### MATERIAL SHOWN
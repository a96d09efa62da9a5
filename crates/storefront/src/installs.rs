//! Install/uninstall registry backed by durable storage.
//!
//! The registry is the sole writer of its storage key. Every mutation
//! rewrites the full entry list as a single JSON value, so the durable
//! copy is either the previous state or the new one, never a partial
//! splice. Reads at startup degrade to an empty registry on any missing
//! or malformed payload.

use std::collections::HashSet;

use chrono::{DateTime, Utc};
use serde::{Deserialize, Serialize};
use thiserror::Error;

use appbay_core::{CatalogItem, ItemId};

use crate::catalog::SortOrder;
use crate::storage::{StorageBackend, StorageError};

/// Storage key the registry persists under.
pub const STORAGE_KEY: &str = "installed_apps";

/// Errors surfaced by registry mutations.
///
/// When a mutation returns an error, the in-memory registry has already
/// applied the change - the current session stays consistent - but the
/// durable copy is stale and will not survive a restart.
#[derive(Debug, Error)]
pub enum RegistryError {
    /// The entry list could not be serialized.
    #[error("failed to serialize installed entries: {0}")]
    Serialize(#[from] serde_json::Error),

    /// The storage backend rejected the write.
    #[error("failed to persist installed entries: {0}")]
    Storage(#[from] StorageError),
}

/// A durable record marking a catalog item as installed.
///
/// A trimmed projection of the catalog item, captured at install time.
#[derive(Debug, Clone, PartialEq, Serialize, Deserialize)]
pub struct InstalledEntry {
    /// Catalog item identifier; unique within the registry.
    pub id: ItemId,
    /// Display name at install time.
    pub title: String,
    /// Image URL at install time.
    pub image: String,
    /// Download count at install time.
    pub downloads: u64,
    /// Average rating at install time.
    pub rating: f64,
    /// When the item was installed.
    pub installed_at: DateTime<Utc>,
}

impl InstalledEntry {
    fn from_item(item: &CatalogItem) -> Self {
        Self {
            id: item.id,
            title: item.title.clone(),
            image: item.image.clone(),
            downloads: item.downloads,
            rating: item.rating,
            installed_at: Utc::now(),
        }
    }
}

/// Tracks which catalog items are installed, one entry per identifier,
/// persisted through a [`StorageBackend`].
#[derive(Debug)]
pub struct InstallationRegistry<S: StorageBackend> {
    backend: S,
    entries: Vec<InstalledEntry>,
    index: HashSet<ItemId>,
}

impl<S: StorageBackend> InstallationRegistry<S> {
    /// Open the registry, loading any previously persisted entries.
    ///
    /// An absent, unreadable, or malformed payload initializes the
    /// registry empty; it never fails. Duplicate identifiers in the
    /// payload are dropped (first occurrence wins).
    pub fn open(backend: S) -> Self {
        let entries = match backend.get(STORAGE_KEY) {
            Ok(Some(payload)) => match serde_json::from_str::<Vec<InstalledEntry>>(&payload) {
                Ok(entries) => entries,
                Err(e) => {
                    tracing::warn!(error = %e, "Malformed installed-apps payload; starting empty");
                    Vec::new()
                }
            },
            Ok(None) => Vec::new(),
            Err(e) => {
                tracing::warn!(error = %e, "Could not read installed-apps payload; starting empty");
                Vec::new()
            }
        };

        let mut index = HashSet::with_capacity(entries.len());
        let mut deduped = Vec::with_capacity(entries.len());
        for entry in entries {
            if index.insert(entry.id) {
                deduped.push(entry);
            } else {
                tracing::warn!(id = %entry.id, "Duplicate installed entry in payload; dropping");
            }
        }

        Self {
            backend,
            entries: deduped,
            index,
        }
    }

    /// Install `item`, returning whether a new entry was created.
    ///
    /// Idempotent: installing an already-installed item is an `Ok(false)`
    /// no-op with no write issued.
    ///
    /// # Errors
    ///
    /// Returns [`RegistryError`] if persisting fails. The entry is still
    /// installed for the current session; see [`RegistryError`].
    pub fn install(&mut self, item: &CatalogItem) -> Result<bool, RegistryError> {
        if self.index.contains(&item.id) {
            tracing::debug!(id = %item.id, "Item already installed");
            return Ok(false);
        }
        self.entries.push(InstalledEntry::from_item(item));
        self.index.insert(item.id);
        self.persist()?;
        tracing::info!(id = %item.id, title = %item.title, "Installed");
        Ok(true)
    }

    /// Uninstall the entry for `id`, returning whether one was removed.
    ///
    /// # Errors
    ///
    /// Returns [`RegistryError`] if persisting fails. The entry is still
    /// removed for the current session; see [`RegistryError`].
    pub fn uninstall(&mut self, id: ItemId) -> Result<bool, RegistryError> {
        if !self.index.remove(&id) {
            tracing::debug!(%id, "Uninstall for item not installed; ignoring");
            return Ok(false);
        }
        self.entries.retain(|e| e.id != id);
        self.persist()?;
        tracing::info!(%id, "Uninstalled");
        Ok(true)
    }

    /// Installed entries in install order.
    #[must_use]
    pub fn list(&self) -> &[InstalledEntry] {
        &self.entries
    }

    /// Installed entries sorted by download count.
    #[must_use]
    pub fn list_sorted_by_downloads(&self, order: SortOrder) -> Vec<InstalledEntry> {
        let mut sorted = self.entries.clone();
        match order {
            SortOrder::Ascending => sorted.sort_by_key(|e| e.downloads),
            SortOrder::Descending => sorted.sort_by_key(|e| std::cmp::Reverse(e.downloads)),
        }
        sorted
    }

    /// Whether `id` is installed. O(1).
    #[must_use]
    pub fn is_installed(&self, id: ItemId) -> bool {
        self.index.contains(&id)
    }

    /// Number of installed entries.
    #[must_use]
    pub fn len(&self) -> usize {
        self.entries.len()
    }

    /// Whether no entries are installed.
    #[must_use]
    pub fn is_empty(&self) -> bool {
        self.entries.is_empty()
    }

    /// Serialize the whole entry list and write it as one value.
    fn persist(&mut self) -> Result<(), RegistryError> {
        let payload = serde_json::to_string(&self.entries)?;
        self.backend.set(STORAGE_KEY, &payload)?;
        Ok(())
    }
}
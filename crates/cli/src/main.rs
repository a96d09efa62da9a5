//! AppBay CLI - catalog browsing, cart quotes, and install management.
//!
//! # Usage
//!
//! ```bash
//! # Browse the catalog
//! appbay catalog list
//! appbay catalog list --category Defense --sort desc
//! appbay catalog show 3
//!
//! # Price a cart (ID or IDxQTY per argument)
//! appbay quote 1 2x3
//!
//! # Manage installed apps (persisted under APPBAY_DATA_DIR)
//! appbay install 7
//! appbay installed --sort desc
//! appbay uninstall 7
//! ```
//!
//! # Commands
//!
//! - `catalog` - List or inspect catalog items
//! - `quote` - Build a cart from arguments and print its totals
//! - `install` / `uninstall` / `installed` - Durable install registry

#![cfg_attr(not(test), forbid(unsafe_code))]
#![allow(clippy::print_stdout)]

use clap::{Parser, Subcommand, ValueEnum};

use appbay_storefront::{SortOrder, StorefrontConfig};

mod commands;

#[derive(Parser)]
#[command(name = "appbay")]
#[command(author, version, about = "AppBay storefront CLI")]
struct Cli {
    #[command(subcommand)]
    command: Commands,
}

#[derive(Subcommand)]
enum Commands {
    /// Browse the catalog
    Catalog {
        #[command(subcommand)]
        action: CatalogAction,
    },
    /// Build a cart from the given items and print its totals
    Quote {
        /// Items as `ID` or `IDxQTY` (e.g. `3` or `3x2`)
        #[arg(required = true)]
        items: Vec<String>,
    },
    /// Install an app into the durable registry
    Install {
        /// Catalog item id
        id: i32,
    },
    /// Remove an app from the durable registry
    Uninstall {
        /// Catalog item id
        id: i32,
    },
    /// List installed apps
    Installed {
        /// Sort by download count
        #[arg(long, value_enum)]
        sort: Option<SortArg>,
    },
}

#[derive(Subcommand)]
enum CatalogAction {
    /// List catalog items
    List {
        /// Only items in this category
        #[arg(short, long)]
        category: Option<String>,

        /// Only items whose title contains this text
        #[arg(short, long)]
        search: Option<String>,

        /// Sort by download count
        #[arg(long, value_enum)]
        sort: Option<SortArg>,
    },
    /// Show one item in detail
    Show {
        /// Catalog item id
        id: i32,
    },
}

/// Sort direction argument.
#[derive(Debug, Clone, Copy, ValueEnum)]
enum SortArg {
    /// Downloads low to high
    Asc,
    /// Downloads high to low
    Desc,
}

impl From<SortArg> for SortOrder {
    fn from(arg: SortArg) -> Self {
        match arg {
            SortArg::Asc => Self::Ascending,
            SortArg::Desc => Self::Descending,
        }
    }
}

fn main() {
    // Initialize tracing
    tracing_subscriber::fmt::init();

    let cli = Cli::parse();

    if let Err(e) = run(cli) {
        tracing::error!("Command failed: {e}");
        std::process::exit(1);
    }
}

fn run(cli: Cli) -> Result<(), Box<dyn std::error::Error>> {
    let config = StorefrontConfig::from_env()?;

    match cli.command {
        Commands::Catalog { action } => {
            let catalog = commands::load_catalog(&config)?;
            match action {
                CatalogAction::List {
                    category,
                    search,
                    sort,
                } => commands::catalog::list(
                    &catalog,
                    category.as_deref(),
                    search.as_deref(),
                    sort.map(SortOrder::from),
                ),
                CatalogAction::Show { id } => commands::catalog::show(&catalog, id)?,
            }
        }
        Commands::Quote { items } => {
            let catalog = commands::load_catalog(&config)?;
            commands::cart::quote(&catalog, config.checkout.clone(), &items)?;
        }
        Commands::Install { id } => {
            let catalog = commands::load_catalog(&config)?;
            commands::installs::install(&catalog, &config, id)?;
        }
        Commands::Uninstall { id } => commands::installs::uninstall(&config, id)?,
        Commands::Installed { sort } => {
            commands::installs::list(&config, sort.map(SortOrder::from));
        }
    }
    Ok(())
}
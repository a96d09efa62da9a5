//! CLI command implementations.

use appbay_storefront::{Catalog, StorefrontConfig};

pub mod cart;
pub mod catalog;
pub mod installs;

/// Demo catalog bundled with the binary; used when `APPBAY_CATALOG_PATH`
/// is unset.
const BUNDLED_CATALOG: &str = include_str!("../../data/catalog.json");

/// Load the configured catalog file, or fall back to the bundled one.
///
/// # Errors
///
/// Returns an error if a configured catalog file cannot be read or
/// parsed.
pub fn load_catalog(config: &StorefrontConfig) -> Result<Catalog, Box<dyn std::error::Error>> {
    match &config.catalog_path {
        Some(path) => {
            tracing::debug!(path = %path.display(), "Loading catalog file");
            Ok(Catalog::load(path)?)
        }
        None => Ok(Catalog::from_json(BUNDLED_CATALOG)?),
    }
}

### TASK PROMPT
Begin at the first line of the material above. Transcribe each line exactly, ending with the line that contains "so the durable".

### ANSWER FOR THIS EXERCISE
repository a96d09efa62da9a5
filename crates/storefront/src/installs.rs
//! Install/uninstall registry backed by durable storage.
//!
//! The registry is the sole writer of its storage key. Every mutation
//! rewrites the full entry list as a single JSON value, so the durable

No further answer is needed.